Before she had finished she was sorry she had spoken. Arnold's face was suffused with purple. He put his hand up to his collar and wrenched at it, clenched his fists, and finally, flinging his riding-crop far from him, hid his face in his hands and burst into tears. "Isn't it damnable!" he said over and over. "Isn't it damnable!"
Sylvia had nothing more to say. It seemed indeed damnable to her. She wondered again at Judith's invincible force of will. That alone was the obstacle—no, it was something back of Judith's will, something which even Arnold recognized; for now, to her astonishment, he looked up, his face smeared like a weeping child's, and said in a low tone, "You know, of course, that Judith's right."
The testimony was wrung out of him. But it came. The moment was one never to be forgotten.

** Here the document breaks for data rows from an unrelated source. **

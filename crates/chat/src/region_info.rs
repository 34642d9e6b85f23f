use crate::command::ServerCommand;
use crate::config::ChatConfig;
use crate::patterns::{LineKind, PatternTable};
use crate::Result;

const APPLICABLE_REGIONS: &str = r"^Applicable regions: (?P<regions>.+)$";

pub(crate) fn register_patterns(table: &mut PatternTable) -> Result<()> {
    table.register(LineKind::ApplicableRegions, APPLICABLE_REGIONS)
}

fn is_region_char(c: char) -> bool {
    c.is_ascii_alphanumeric() || c == '_' || c == '-'
}

/// Region ids in a WorldGuard region list, in order. Duplicates are kept.
pub fn region_names(list: &str) -> Vec<&str> {
    list.split(|c: char| !is_region_char(c))
        .filter(|name| !name.is_empty())
        .collect()
}

/// Rate limiter for `/region info` batches.
///
/// A batch is sent whole or not at all. Each extra command in a batch pushes
/// the next eligible time back by one chat timeout, so a burst of requests is
/// paid for before the next batch may go out. The region info timeout is
/// added on top of that as a fixed pause after every batch.
#[derive(Debug, Clone, Default, PartialEq, Eq)]
pub struct RegionInfoIssuer {
    last_issued_at: Option<i64>,
    next_eligible_at: i64,
}

impl RegionInfoIssuer {
    pub fn new() -> Self {
        Self::default()
    }

    /// Whether a batch may be sent at `now`.
    pub fn is_eligible(&self, now: i64) -> bool {
        now >= self.next_eligible_at
    }

    /// Commands to send for a region list seen at `now`. Empty when the
    /// batch is dropped or the list names no regions.
    pub fn on_regions(&mut self, list: &str, now: i64, config: &ChatConfig) -> Vec<ServerCommand> {
        let names = region_names(list);
        if names.is_empty() {
            return Vec::new();
        }
        if !self.is_eligible(now) {
            log::debug!(
                "dropping /region info for {} region(s); next eligible at {}",
                names.len(),
                self.next_eligible_at
            );
            return Vec::new();
        }

        let extra = i64::try_from(names.len() - 1).unwrap_or(i64::MAX);
        let delay = config
            .chat_timeout_ms()
            .saturating_mul(extra)
            .saturating_add(config.region_info_timeout_ms());
        self.last_issued_at = Some(now);
        self.next_eligible_at = now.saturating_add(delay);
        names
            .into_iter()
            .map(|name| ServerCommand::RegionInfo(name.to_string()))
            .collect()
    }

    pub fn last_issued_at(&self) -> Option<i64> {
        self.last_issued_at
    }

    pub fn next_eligible_at(&self) -> i64 {
        self.next_eligible_at
    }
}

#[cfg(test)]
mod tests {
    use super::*;
    use pretty_assertions::assert_eq;

    fn regions(names: &[&str]) -> Vec<ServerCommand> {
        names
            .iter()
            .map(|name| ServerCommand::RegionInfo(name.to_string()))
            .collect()
    }

    #[test]
    fn splits_region_list() {
        assert_eq!(
            region_names("spawn, market_1, east-wall,spawn"),
            vec!["spawn", "market_1", "east-wall", "spawn"]
        );
        assert!(region_names(" , ").is_empty());
    }

    #[test]
    fn batch_delays_next_eligible_time() {
        let config = ChatConfig::default();
        let mut issuer = RegionInfoIssuer::new();

        assert_eq!(issuer.on_regions("a, b, c", 0, &config), regions(&["a", "b", "c"]));
        assert_eq!(issuer.next_eligible_at(), 2_000);

        assert!(issuer.on_regions("d", 1_999, &config).is_empty());
        assert_eq!(issuer.on_regions("d, e", 2_000, &config), regions(&["d", "e"]));
        assert_eq!(issuer.next_eligible_at(), 3_000);
    }

    #[test]
    fn single_region_has_no_extra_delay() {
        let config = ChatConfig::default();
        let mut issuer = RegionInfoIssuer::new();
        assert_eq!(issuer.on_regions("a", 10, &config), regions(&["a"]));
        assert_eq!(issuer.on_regions("b", 10, &config), regions(&["b"]));
    }

    #[test]
    fn region_timeout_adds_to_batch_delay() {
        let config = ChatConfig {
            region_info_timeout_secs: 5.0,
            ..ChatConfig::default()
        };
        let mut issuer = RegionInfoIssuer::new();
        assert_eq!(issuer.on_regions("a, b", 0, &config).len(), 2);
        assert_eq!(issuer.next_eligible_at(), 6_000);
        assert!(issuer.on_regions("c", 5_999, &config).is_empty());
        assert_eq!(issuer.on_regions("c", 6_000, &config).len(), 1);
        assert_eq!(issuer.last_issued_at(), Some(6_000));
    }

    #[test]
    fn empty_list_leaves_clock_alone() {
        let config = ChatConfig::default();
        let mut issuer = RegionInfoIssuer::new();
        assert!(issuer.on_regions(", ,", 100, &config).is_empty());
        assert_eq!(issuer, RegionInfoIssuer::new());
    }
}
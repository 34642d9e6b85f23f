use crate::block_type::BlockTypeRegistry;
use crate::edit::{BlockEdit, EditSetKey};
use crate::edit_set::PlayerEditSet;
use crate::record::parse_record;
use crate::Result;
use std::collections::HashMap;
use std::io::{self, BufRead, Write};
use std::sync::{Arc, RwLock, RwLockReadGuard, RwLockWriteGuard};

/// All edit sets, keyed by lowercased player name.
///
/// Operations spanning several players take a snapshot of the set handles
/// first and lock one [`PlayerEditSet`] at a time.
#[derive(Debug, Default)]
pub struct EditDb {
    sets: RwLock<HashMap<EditSetKey, Arc<PlayerEditSet>>>,
}

impl EditDb {
    pub fn new() -> Self {
        Self::default()
    }

    fn read(&self) -> RwLockReadGuard<'_, HashMap<EditSetKey, Arc<PlayerEditSet>>> {
        self.sets.read().unwrap_or_else(|poisoned| {
            log::warn!("edit db lock poisoned");
            poisoned.into_inner()
        })
    }

    fn write(&self) -> RwLockWriteGuard<'_, HashMap<EditSetKey, Arc<PlayerEditSet>>> {
        self.sets.write().unwrap_or_else(|poisoned| {
            log::warn!("edit db lock poisoned");
            poisoned.into_inner()
        })
    }

    /// Edit set for `player`, created on first use.
    pub fn get_or_create(&self, player: &str) -> Arc<PlayerEditSet> {
        let key = EditSetKey::for_player(player);
        if let Some(set) = self.read().get(&key) {
            return set.clone();
        }
        self.write()
            .entry(key)
            .or_insert_with(|| {
                log::debug!("new edit set for {player}");
                Arc::new(PlayerEditSet::new(player))
            })
            .clone()
    }

    /// Insert into the acting player's set. Returns false for a duplicate.
    pub fn insert(&self, edit: BlockEdit) -> bool {
        self.get_or_create(edit.player()).insert(edit)
    }

    pub fn edit_set(&self, player: &str) -> Option<Arc<PlayerEditSet>> {
        self.read().get(&EditSetKey::for_player(player)).cloned()
    }

    /// Handles to every set, ordered by key.
    pub fn edit_sets(&self) -> Vec<Arc<PlayerEditSet>> {
        let mut sets: Vec<_> = self.read().values().cloned().collect();
        sets.sort_by(|a, b| a.key().cmp(b.key()));
        sets
    }

    /// Whether the set that owns `edit` is visible. Edits never inserted, or
    /// whose set has since been cleared, are not visible.
    pub fn is_visible(&self, edit: &BlockEdit) -> bool {
        edit.edit_set()
            .and_then(|key| self.read().get(key).map(|set| set.is_visible()))
            .unwrap_or(false)
    }

    pub fn player_count(&self) -> usize {
        self.read().len()
    }

    /// Total number of edits across all players.
    pub fn len(&self) -> usize {
        self.edit_sets().iter().map(|set| set.len()).sum()
    }

    pub fn is_empty(&self) -> bool {
        self.len() == 0
    }

    pub fn clear(&self) {
        self.write().clear();
    }

    /// Write every player's edits in saved record format. Returns the number
    /// of lines written.
    pub fn save<W: Write + ?Sized>(&self, writer: &mut W) -> io::Result<usize> {
        let mut count = 0;
        for set in self.edit_sets() {
            count += set.save(writer)?;
        }
        Ok(count)
    }

    /// Read records written by [`EditDb::save`]. Blank lines and lines
    /// starting with `#` are skipped. Returns the number of edits added.
    pub fn load<R: BufRead>(&self, reader: R, registry: &BlockTypeRegistry) -> Result<usize> {
        let mut added = 0;
        for (idx, line) in reader.lines().enumerate() {
            let line = line?;
            let trimmed = line.trim();
            if trimmed.is_empty() || trimmed.starts_with('#') {
                continue;
            }
            let edit = parse_record(trimmed, idx + 1, registry)?;
            if self.insert(edit) {
                added += 1;
            }
        }
        log::info!("loaded {added} edits");
        Ok(added)
    }
}

#[cfg(test)]
mod tests {
    use super::*;
    use crate::block_type::BlockType;

    fn edit(player: &str, time: i64) -> BlockEdit {
        BlockEdit::new(time, player, true, 0, 64, 0, Arc::new(BlockType::new(1, 0, "stone")))
    }

    #[test]
    fn creates_set_per_player_case_insensitively() {
        let db = EditDb::new();
        db.insert(edit("Alice", 1));
        db.insert(edit("alice", 2));
        db.insert(edit("Bob", 3));
        assert_eq!(db.player_count(), 2);
        assert_eq!(db.len(), 3);
        assert_eq!(db.edit_set("ALICE").unwrap().player(), "Alice");
    }

    #[test]
    fn visibility_follows_owning_set() {
        let db = EditDb::new();
        db.insert(edit("Alice", 1));
        let stored = db.edit_set("alice").unwrap().snapshot().remove(0);
        assert!(db.is_visible(&stored));
        db.edit_set("alice").unwrap().set_visible(false);
        assert!(!db.is_visible(&stored));
        assert!(!db.is_visible(&edit("Alice", 1)));
    }

    #[test]
    fn clear_drops_everything() {
        let db = EditDb::new();
        db.insert(edit("Alice", 1));
        db.clear();
        assert!(db.is_empty());
        assert!(db.edit_set("alice").is_none());
    }

    #[test]
    fn sets_are_listed_in_key_order() {
        let db = EditDb::new();
        for player in ["carol", "Alice", "bob"] {
            db.insert(edit(player, 1));
        }
        let keys: Vec<String> = db
            .edit_sets()
            .iter()
            .map(|set| set.key().to_string())
            .collect();
        assert_eq!(keys, vec!["alice", "bob", "carol"]);
    }
}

Out of her passionate pity was born strength that was not to be denied. She took his hand in hers, his dry, sick man's hand. "Arnold, you asked me to give you a reason why you should get the best you can out of yourself. I'll give you a reason. Judith is a reason. Austin is a reason. I'm a reason. I am never going to let you go. Judith can't be the one to help you get through the best you can, even though it may not be so very well—poor, poor Judith, who would die to be able to help you! Mother wasn't allowed to. She wanted to, I see that now. But I can. I'm not a thousandth part as strong or as good as they; but if we hang together! All my life is going to be settled for me in a few hours. I don't know how it's going to be. But however it is, you will always be in my life. For as long as you live," she caught her breath at the realization of how little that phrase meant, "for as long as you live, you are going to be what you wanted to be, what you ought to have been, my brother—my mother's son."
He clung to her hand, he clung to it with such a grip that her fingers ached—and she blessed the pain for what it meant.